Follow the link on the front screen and you need to pick both an image that you want processing and a picture you want to use as a style template (you can pick from some examples for the second step, if you want). The final result gets emailed to your inbox after a few minutes, and you can also check out some of the pictures generated by other users.
Got a background to remove? Background Burner is the site you need, capable of pulling off one of image editing’s cleverest tricks with just a few clicks of the mouse. While the web app can’t compete with the most powerful tools in Photoshop, it can still produce some surprisingly professional-looking results, no matter what your level of photo retouching expertise.
Click the button on the opening splash screen to get a picture from disk uploaded, or just drag one into the browser window. You can then either select the automatic cropping that Background Burner applies, or use the touch up tools to make adjustments—you simply drag across parts of the background or foreground so the app knows what to cut.
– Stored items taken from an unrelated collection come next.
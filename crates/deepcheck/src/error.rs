//! Error types for assertion settings

use thiserror::Error;

/// Result type for loading settings
pub type ConfigResult<T> = Result<T, ConfigError>;

/// Errors that can occur while loading settings
#[derive(Debug, Clone, Error, PartialEq, Eq)]
pub enum ConfigError {
    /// An environment variable holds a value that cannot be used
    #[error("invalid value for {name}: {value:?} ({reason})")]
    InvalidValue {
        name: &'static str,
        value: String,
        reason: String,
    },
}
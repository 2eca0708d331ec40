//! Settings that shape failure messages

use std::borrow::Cow;
use std::env;

use crate::error::{ConfigError, ConfigResult};

/// Environment variable overriding [`Settings::error_prefix`]
pub const ERROR_PREFIX_VAR: &str = "DEEPCHECK_ERROR_PREFIX";

/// Environment variable overriding [`Settings::detail_prefix`]
pub const DETAIL_PREFIX_VAR: &str = "DEEPCHECK_DETAIL_PREFIX";

/// Environment variable overriding [`Settings::max_differences`]
pub const MAX_DIFFERENCES_VAR: &str = "DEEPCHECK_MAX_DIFFERENCES";

/// Settings used when nothing is configured
pub static DEFAULT_SETTINGS: Settings = Settings::DEFAULT;

/// How failure messages are laid out
#[derive(Debug, Clone, PartialEq, Eq)]
pub struct Settings {
    /// Prefix of the headline that names the failed expectation
    pub error_prefix: Cow<'static, str>,
    /// Prefix of every detail line (differences, extra fragments)
    pub detail_prefix: Cow<'static, str>,
    /// Cap on structural-difference lines per failure
    pub max_differences: Option<usize>,
}

impl Settings {
    const DEFAULT: Settings = Settings {
        error_prefix: Cow::Borrowed("! "),
        detail_prefix: Cow::Borrowed("- "),
        max_differences: None,
    };

    /// Load settings from environment variables
    pub fn from_env() -> ConfigResult<Self> {
        Self::from_lookup(|name| env::var(name).ok())
    }

    /// Load settings through an arbitrary variable lookup
    pub fn from_lookup(lookup: impl Fn(&str) -> Option<String>) -> ConfigResult<Self> {
        let mut settings = Self::default();

        if let Some(prefix) = lookup(ERROR_PREFIX_VAR) {
            settings.error_prefix = Cow::Owned(prefix);
        }
        if let Some(prefix) = lookup(DETAIL_PREFIX_VAR) {
            settings.detail_prefix = Cow::Owned(prefix);
        }
        if let Some(raw) = lookup(MAX_DIFFERENCES_VAR) {
            settings.max_differences = Some(parse_max_differences(&raw)?);
        }

        Ok(settings)
    }

    pub fn with_max_differences(mut self, max: usize) -> Self {
        self.max_differences = Some(max);
        self
    }
}

impl Default for Settings {
    fn default() -> Self {
        Self::DEFAULT
    }
}

fn parse_max_differences(raw: &str) -> ConfigResult<usize> {
    let invalid = |reason: &str| ConfigError::InvalidValue {
        name: MAX_DIFFERENCES_VAR,
        value: raw.to_string(),
        reason: reason.to_string(),
    };

    match raw.trim().parse::<usize>() {
        Ok(0) => Err(invalid("must be at least 1")),
        Ok(max) => Ok(max),
        Err(err) => Err(invalid(&err.to_string())),
    }
}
If you need to drop text on top of an image, then Pablo from well-known social media sharing tool Buffer is well worth checking out—it’s fast, simple, and free, and if you don’t have a picture of your own on hand then you can choose from more than 600,000 sample ones available through Pablo itself.
It’s an app designed for social media marketers—so sizes perfect for Twitter or Facebook are selected by default—but it’s useful for just about anyone. Choose a background and a template and you’re half way there already, and you can then use the text editing and formatting tools to finish the job. A choice of simple image filters are available as well.
One of the most common problems you’re likely to need fixing when it comes to your photos is pictures that are too dark—the lighting just wasn’t right for whatever reason and that means your friends or beloved pet (or whatever the subject of the picture is) gets lost in shadow. Pine Tools can help, and it only takes a few minutes to work its magic too.
Pick out your image from disk, then use the slider on the right to set the strength of the effect. You’ll have to click the lighten up button at the bottom before a preview appears, but after that you can keep making adjustments and previewing the file again. Pine Tools offers a ton of other enhancement options too, listed down the left of the web interface.
HDR, or High Dynamic Range, increases the color palette in your pictures and provides a better balance between the darkest and the lightest parts of a photo. Many smartphone cameras can apply HDR effects automatically now, but if you’re looking for an app that can show a little HDR love to one of your existing pictures, then Fotor is an excellent option.
You do, however, need to do a bit of work beforehand: You need two or three similar shots with different exposures for Fotor to be able to produce something usable, so this is more for professional photo takers. Follow the prompts on screen to get started with an existing image, or click to select the sample images if you want to get an idea of how it works.
Canva is more of a graphics design app but it does offer some basic photo editing tools too, including a bunch of Instagram-style filters that can reproduce effects that would otherwise require a lot of fiddling in an image editor. Just pick from the filtered thumbnails along the top of the screen to see the filter previewed instantly in the window underneath.
You don’t get an option to adjust the strength of the image filters, unfortunately, but you do get a few other editing tools to play around with here—brightness, contrast, and saturation adjustments, plus crop and resize tools, and simple rotate and flip options as well. You can then download your processed picture to use for whatever purpose you like.